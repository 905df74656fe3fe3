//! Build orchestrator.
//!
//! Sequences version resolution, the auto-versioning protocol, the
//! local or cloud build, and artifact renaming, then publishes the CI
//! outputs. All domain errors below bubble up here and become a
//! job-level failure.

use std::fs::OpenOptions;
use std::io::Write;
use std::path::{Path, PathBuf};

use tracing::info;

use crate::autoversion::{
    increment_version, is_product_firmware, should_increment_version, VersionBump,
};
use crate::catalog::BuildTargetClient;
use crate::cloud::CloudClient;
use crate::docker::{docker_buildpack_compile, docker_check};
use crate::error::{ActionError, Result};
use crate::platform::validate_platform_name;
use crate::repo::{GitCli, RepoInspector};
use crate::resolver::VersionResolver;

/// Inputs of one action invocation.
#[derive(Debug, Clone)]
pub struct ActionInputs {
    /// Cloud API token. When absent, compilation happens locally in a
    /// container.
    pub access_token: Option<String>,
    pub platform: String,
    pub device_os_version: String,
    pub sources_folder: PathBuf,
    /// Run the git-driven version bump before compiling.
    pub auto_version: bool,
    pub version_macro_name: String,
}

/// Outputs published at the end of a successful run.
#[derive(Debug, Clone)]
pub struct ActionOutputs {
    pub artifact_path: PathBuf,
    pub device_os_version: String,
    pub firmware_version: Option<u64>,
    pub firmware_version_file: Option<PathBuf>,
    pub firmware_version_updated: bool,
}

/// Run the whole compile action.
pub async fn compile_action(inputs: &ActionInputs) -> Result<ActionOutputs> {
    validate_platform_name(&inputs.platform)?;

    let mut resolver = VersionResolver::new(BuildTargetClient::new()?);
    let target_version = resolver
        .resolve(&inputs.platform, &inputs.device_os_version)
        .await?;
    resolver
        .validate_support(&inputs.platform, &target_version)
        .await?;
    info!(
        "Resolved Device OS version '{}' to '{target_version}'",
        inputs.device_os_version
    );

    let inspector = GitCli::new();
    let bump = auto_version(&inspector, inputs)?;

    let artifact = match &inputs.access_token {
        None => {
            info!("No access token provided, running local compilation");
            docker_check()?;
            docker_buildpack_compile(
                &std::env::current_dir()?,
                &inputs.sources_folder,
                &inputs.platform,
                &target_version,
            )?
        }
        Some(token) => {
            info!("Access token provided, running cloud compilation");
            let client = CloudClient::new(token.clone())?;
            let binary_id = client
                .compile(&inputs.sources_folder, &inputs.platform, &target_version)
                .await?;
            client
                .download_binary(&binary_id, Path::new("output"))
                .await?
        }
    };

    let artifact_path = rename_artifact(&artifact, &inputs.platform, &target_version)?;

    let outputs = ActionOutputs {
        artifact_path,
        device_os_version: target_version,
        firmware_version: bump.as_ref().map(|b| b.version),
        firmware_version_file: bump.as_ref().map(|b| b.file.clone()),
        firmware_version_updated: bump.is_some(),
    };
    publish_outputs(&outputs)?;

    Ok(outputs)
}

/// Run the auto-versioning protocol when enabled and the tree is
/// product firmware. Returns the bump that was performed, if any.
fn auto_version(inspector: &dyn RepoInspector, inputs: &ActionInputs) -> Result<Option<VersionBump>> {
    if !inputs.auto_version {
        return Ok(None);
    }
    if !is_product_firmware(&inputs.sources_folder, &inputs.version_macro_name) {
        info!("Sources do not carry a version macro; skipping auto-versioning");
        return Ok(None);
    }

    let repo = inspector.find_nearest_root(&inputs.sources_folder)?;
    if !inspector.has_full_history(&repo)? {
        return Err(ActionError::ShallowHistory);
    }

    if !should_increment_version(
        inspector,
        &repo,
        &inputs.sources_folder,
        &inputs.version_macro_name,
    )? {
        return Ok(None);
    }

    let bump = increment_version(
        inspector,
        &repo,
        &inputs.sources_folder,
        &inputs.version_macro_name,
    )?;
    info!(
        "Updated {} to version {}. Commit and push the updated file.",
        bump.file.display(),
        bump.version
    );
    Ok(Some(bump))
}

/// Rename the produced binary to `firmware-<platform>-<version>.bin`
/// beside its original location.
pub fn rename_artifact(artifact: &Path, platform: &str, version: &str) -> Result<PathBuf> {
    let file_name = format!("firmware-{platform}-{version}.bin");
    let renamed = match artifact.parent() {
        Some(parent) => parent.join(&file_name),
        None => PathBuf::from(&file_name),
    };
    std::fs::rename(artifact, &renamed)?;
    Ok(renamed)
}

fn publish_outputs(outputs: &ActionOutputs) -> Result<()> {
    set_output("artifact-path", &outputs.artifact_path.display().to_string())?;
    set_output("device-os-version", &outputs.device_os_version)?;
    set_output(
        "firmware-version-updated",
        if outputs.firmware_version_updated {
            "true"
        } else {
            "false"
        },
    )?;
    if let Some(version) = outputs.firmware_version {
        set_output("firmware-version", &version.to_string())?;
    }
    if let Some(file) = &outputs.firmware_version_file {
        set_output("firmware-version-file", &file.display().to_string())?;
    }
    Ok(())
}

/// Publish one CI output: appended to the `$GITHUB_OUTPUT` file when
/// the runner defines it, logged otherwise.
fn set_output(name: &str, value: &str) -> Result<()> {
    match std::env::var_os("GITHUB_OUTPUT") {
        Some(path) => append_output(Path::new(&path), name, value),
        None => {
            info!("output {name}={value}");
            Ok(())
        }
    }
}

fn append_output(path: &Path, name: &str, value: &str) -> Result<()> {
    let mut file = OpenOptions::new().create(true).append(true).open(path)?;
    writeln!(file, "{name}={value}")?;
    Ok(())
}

ASSIGNED TASK: Using the listing above, pick out each line that contains the word "RepoInspector", then copy it.

WORKED SOLUTION:
use crate::repo::{GitCli, RepoInspector};
fn auto_version(inspector: &dyn RepoInspector, inputs: &ActionInputs) -> Result<Option<VersionBump>> {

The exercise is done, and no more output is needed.